[Stored items]
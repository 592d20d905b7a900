//! Terminal per-request results.

use std::fmt;
use std::time::Duration;

/// Completed HTTP exchange. Any status code counts, including 4xx/5xx.
#[derive(Debug, Clone, PartialEq, Eq)]
pub struct Response {
    /// URL as registered (not the redirect target).
    pub url: String,
    pub status: u32,
    /// Headers of the final response, in arrival order.
    pub headers: Vec<(String, String)>,
    pub body: Vec<u8>,
    /// Time from transfer start to completion.
    pub elapsed: Duration,
}

impl Response {
    /// First header with the given name (case-insensitive).
    pub fn header(&self, name: &str) -> Option<&str> {
        self.headers
            .iter()
            .find(|(k, _)| k.eq_ignore_ascii_case(name))
            .map(|(_, v)| v.as_str())
    }

    pub fn body_text(&self) -> String {
        String::from_utf8_lossy(&self.body).into_owned()
    }

    pub fn is_success_status(&self) -> bool {
        (200..300).contains(&self.status)
    }
}

/// Coarse classification of a transport failure.
#[derive(Debug, Clone, Copy, PartialEq, Eq)]
pub enum FailureKind {
    /// The handle could not be created or registered.
    Start,
    /// The transport gave up on its own timer (connect timeout, low speed).
    Timeout,
    /// DNS, connect, send or receive failure.
    Connection,
    Other,
}

impl fmt::Display for FailureKind {
    fn fmt(&self, f: &mut fmt::Formatter<'_>) -> fmt::Result {
        let s = match self {
            FailureKind::Start => "start",
            FailureKind::Timeout => "timeout",
            FailureKind::Connection => "connection",
            FailureKind::Other => "other",
        };
        f.write_str(s)
    }
}

/// Network or protocol failure reported by the transport.
#[derive(Debug, Clone, PartialEq, Eq)]
pub struct TransportFailure {
    pub kind: FailureKind,
    pub message: String,
}

impl TransportFailure {
    pub fn new(kind: FailureKind, message: impl Into<String>) -> Self {
        Self {
            kind,
            message: message.into(),
        }
    }

    pub fn start(message: impl Into<String>) -> Self {
        Self::new(FailureKind::Start, message)
    }
}

impl fmt::Display for TransportFailure {
    fn fmt(&self, f: &mut fmt::Formatter<'_>) -> fmt::Result {
        write!(f, "{} error: {}", self.kind, self.message)
    }
}

impl std::error::Error for TransportFailure {}

/// Result of one request in a batch.
#[derive(Debug, Clone, PartialEq, Eq)]
pub enum Outcome {
    Success(Response),
    TransportError(TransportFailure),
    /// The batch deadline passed before the request finished (or started).
    TimedOut,
}

impl Outcome {
    pub fn is_success(&self) -> bool {
        matches!(self, Outcome::Success(_))
    }

    pub fn is_timed_out(&self) -> bool {
        matches!(self, Outcome::TimedOut)
    }

    pub fn response(&self) -> Option<&Response> {
        match self {
            Outcome::Success(r) => Some(r),
            _ => None,
        }
    }

    pub fn failure(&self) -> Option<&TransportFailure> {
        match self {
            Outcome::TransportError(f) => Some(f),
            _ => None,
        }
    }
}
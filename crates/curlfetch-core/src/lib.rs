//! Batch HTTP downloader: register requests, then fetch them all concurrently
//! on one curl multi handle under a single deadline.

pub mod config;
pub mod logging;

pub mod aggregator;
pub mod driver;
pub mod error;
pub mod multiplexer;
pub mod outcome;
pub mod request;
pub mod transport;

pub use config::FetchConfig;
pub use driver::{BatchState, Downloader};
pub use error::{DownloaderError, InvalidRequest};
pub use outcome::{FailureKind, Outcome, Response, TransportFailure};
pub use request::{Method, RequestOptions, RequestSpec, SequenceNumber};
pub use transport::{CurlOptions, CurlTransport, CurlTransportFactory, Transport, TransportFactory};
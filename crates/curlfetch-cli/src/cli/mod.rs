//! CLI for the curlfetch batch downloader.

mod commands;

use anyhow::Result;
use clap::{Parser, Subcommand};
use curlfetch_core::config;

use commands::{run_config, run_fetch, FetchArgs};

/// Top-level CLI for curlfetch.
#[derive(Debug, Parser)]
#[command(name = "curlfetch")]
#[command(about = "Fetch many URLs concurrently under one deadline", long_about = None)]
pub struct Cli {
    #[command(subcommand)]
    pub command: CliCommand,
}

#[derive(Debug, Subcommand)]
pub enum CliCommand {
    /// Register every URL, fetch them in one batch and print one result per URL.
    Fetch {
        /// Direct HTTP/HTTPS URLs, fetched concurrently.
        #[arg(required = true)]
        urls: Vec<String>,

        /// Time budget for the whole batch, in milliseconds.
        #[arg(long, default_value = "5000", value_name = "MS")]
        timeout_ms: u64,

        /// HTTP method for every request.
        #[arg(short = 'X', long, default_value = "GET")]
        method: String,

        /// Extra request header ("Name: value"); repeatable.
        #[arg(short = 'H', long = "header", value_name = "HEADER")]
        headers: Vec<String>,

        /// Do not follow redirects.
        #[arg(long)]
        no_follow: bool,

        /// Maximum transfers active at once (overrides config).
        #[arg(long, value_name = "N")]
        max_concurrent: Option<usize>,

        /// Print response bodies.
        #[arg(long)]
        body: bool,

        /// Print results as a JSON array.
        #[arg(long)]
        json: bool,
    },

    /// Show the config file path and the effective configuration.
    Config,
}

impl CliCommand {
    pub async fn run_from_args() -> Result<()> {
        let cli = Cli::parse();
        let cfg = config::load_or_init()?;
        tracing::debug!("loaded config: {:?}", cfg);

        match cli.command {
            CliCommand::Fetch {
                urls,
                timeout_ms,
                method,
                headers,
                no_follow,
                max_concurrent,
                body,
                json,
            } => {
                let args = FetchArgs {
                    urls,
                    timeout_ms,
                    method,
                    headers,
                    follow_redirects: !no_follow,
                    max_concurrent,
                    print_body: body,
                    json,
                };
                run_fetch(&cfg, args).await?;
            }
            CliCommand::Config => run_config(&cfg)?,
        }

        Ok(())
    }
}
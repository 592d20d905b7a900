//! `curlfetch config` – show where the config lives and what is in effect.

use anyhow::Result;
use curlfetch_core::config::{self, FetchConfig};

pub fn run_config(cfg: &FetchConfig) -> Result<()> {
    println!("# {}", config::config_path()?.display());
    print!("{}", toml::to_string_pretty(cfg)?);
    Ok(())
}
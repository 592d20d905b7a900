//! Request registration: validated specs waiting for the next fetch.
//!
//! Enqueueing is pure bookkeeping. No network activity happens until a batch
//! promotes a spec into the multiplexer.

mod options;

pub use options::{Method, RequestOptions};

use std::collections::VecDeque;

use crate::error::InvalidRequest;

/// Identity of a request within its batch: assigned at enqueue, starting at 0.
/// Also the index of its outcome in the list returned by `fetch`.
pub type SequenceNumber = usize;

/// One registered request. Immutable once enqueued.
#[derive(Debug, Clone, PartialEq, Eq)]
pub struct RequestSpec {
    pub seq: SequenceNumber,
    pub url: String,
    pub options: RequestOptions,
}

/// FIFO of specs not yet started. Queue order is enqueue order.
#[derive(Debug, Default)]
pub struct RequestQueue {
    next_seq: SequenceNumber,
    pending: VecDeque<RequestSpec>,
}

impl RequestQueue {
    pub fn new() -> Self {
        Self::default()
    }

    /// Validates and registers a request. On error no sequence number is consumed.
    pub fn enqueue(
        &mut self,
        url: &str,
        options: RequestOptions,
    ) -> Result<SequenceNumber, InvalidRequest> {
        let url = validate_url(url)?;
        options.validate()?;
        let seq = self.next_seq;
        self.next_seq += 1;
        self.pending.push_back(RequestSpec { seq, url, options });
        Ok(seq)
    }

    /// Removes up to `n` specs in FIFO order.
    pub fn drain_next(&mut self, n: usize) -> Vec<RequestSpec> {
        let take = n.min(self.pending.len());
        self.pending.drain(..take).collect()
    }

    pub fn drain_all(&mut self) -> Vec<RequestSpec> {
        self.pending.drain(..).collect()
    }

    pub fn len(&self) -> usize {
        self.pending.len()
    }

    pub fn is_empty(&self) -> bool {
        self.pending.is_empty()
    }

    /// Number of sequence numbers handed out so far (the batch size).
    pub fn registered(&self) -> usize {
        self.next_seq
    }
}

/// Accepts absolute http(s) URLs with a host; returns the normalized form.
fn validate_url(raw: &str) -> Result<String, InvalidRequest> {
    let trimmed = raw.trim();
    if trimmed.is_empty() {
        return Err(InvalidRequest::EmptyUrl);
    }
    let parsed = url::Url::parse(trimmed).map_err(|e| InvalidRequest::Unparsable {
        url: raw.to_string(),
        reason: e.to_string(),
    })?;
    match parsed.scheme() {
        "http" | "https" => {}
        other => return Err(InvalidRequest::UnsupportedScheme(other.to_string())),
    }
    if parsed.host_str().map_or(true, str::is_empty) {
        return Err(InvalidRequest::MissingHost(raw.to_string()));
    }
    Ok(parsed.into())
}
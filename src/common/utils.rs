use lambda_http::http::StatusCode;
use lambda_http::{Request, RequestPayloadExt};
use serde::de::DeserializeOwned;

use crate::common::errors::Error;
use crate::common::error_response;

const EMPTY_PAYLOAD_ERROR: &str = "Request payload is empty";

/// Deserializes the request body, turning an empty or malformed payload
/// into a rendered 400.
pub fn extract_request<T: DeserializeOwned>(request: Request) -> Result<T, Error> {
    match request.payload::<T>() {
        Ok(Some(val)) => Ok(val),
        Ok(None) => Err(Error::HttpError(error_response(
            StatusCode::BAD_REQUEST,
            EMPTY_PAYLOAD_ERROR,
        )?)),
        Err(err) => Err(Error::HttpError(error_response(
            StatusCode::BAD_REQUEST,
            &err.to_string(),
        )?)),
    }
}

#[cfg(test)]
mod tests {
    use super::*;
    use lambda_http::Body;
    use serde::Deserialize;

    #[derive(Debug, Deserialize)]
    struct KeyRequest {
        pub id: String,
    }

    fn json_request(body: &str) -> Request {
        lambda_http::http::Request::builder()
            .method("PUT")
            .header("Content-Type", "application/json")
            .body(Body::from(body))
            .unwrap()
    }

    #[test]
    fn extracts_typed_payload() {
        let request = json_request(r#"{"id": "r1"}"#);
        let parsed: KeyRequest = extract_request(request).unwrap();
        assert_eq!(parsed.id, "r1");
    }

    #[test]
    fn empty_payload_is_rendered_400() {
        let request = lambda_http::http::Request::builder()
            .method("PUT")
            .body(Body::Empty)
            .unwrap();

        match extract_request::<KeyRequest>(request) {
            Err(Error::HttpError(response)) => {
                assert_eq!(response.status(), StatusCode::BAD_REQUEST);
                assert!(response.body().contains("empty"));
            }
            other => panic!("expected rendered 400, got {:?}", other),
        }
    }

    #[test]
    fn malformed_payload_is_rendered_400() {
        let request = json_request(r#"{"id": }"#);
        match extract_request::<KeyRequest>(request) {
            Err(Error::HttpError(response)) => {
                assert_eq!(response.status(), StatusCode::BAD_REQUEST)
            }
            other => panic!("expected rendered 400, got {:?}", other),
        }
    }
}
use crate::command::{Console, Stdout};
use std::cell::RefCell;
use std::io::{self, Result as IoResult, Write};
use std::process::Stdio;
use std::rc::Rc;

/// [`Console`] bound to the real process stdout and stderr.
#[derive(Debug, Default, Clone, Copy)]
pub struct ProcessConsole;

impl Console for ProcessConsole {
    fn stdout(&self) -> Box<dyn Stdout> {
        Box::new(io::stdout())
    }

    fn stderr(&self) -> Box<dyn Stdout> {
        Box::new(io::stderr())
    }
}

/// Memory-backed writer for capturing output from builtins.
pub struct MemWriter {
    buf: Rc<RefCell<Vec<u8>>>,
}

impl MemWriter {
    pub fn new() -> Self {
        Self::sharing(Rc::new(RefCell::new(Vec::new())))
    }

    /// Writer appending into an existing shared buffer.
    pub fn sharing(buf: Rc<RefCell<Vec<u8>>>) -> Self {
        Self { buf }
    }
}

impl Default for MemWriter {
    fn default() -> Self {
        Self::new()
    }
}

impl Write for MemWriter {
    fn write(&mut self, data: &[u8]) -> IoResult<usize> {
        self.buf.borrow_mut().extend_from_slice(data);
        Ok(data.len())
    }

    fn flush(&mut self) -> IoResult<()> {
        Ok(())
    }
}

impl Stdout for MemWriter {
    /// Child processes cannot write into process memory, so their output
    /// is discarded.
    fn stdio(self: Box<Self>) -> Stdio {
        Stdio::null()
    }
}

/// [`Console`] that records everything written to it.
///
/// Useful to drive an [`crate::Interpreter`] from tests or from an embedding
/// program. Output of external programs that are not redirected is dropped.
#[derive(Default, Clone)]
pub struct MemConsole {
    out: Rc<RefCell<Vec<u8>>>,
    err: Rc<RefCell<Vec<u8>>>,
}

impl MemConsole {
    pub fn new() -> Self {
        Self::default()
    }

    pub fn stdout_text(&self) -> String {
        String::from_utf8_lossy(&self.out.borrow()).into_owned()
    }

    pub fn stderr_text(&self) -> String {
        String::from_utf8_lossy(&self.err.borrow()).into_owned()
    }

    /// Forget everything captured so far.
    pub fn clear(&self) {
        self.out.borrow_mut().clear();
        self.err.borrow_mut().clear();
    }
}

impl Console for MemConsole {
    fn stdout(&self) -> Box<dyn Stdout> {
        Box::new(MemWriter::sharing(self.out.clone()))
    }

    fn stderr(&self) -> Box<dyn Stdout> {
        Box::new(MemWriter::sharing(self.err.clone()))
    }
}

_Work to complete_
Where does "message" appear in the records above? Copy each line that holds it.

_Written solution_
    pub message: String,
    pub fn new(kind: FailureKind, message: impl Into<String>) -> Self {
            message: message.into(),
    pub fn start(message: impl Into<String>) -> Self {
        Self::new(FailureKind::Start, message)
        write!(f, "{} error: {}", self.kind, self.message)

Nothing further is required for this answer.